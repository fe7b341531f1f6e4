// ABOUTME: Core domain types and validation for Cotdesk
// ABOUTME: Foundational package shared by the record store and the TUI

pub mod types;
pub mod utils;
pub mod validation;

// Re-export main types
pub use types::{
    AgeBand, CotRecord, CotStatus, EnumParseError, Gender, Product, ProductCategory, ProductType,
    QuestionType, Questioner,
};

// Re-export utilities
pub use utils::generate_record_id;

// Re-export validation
pub use validation::{validate_cot, SaveError};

********************

*Work required*. Among the records above, find each line containing the string "export" and copy it.

*Answer below*.
// Re-export main types
// Re-export utilities
// Re-export validation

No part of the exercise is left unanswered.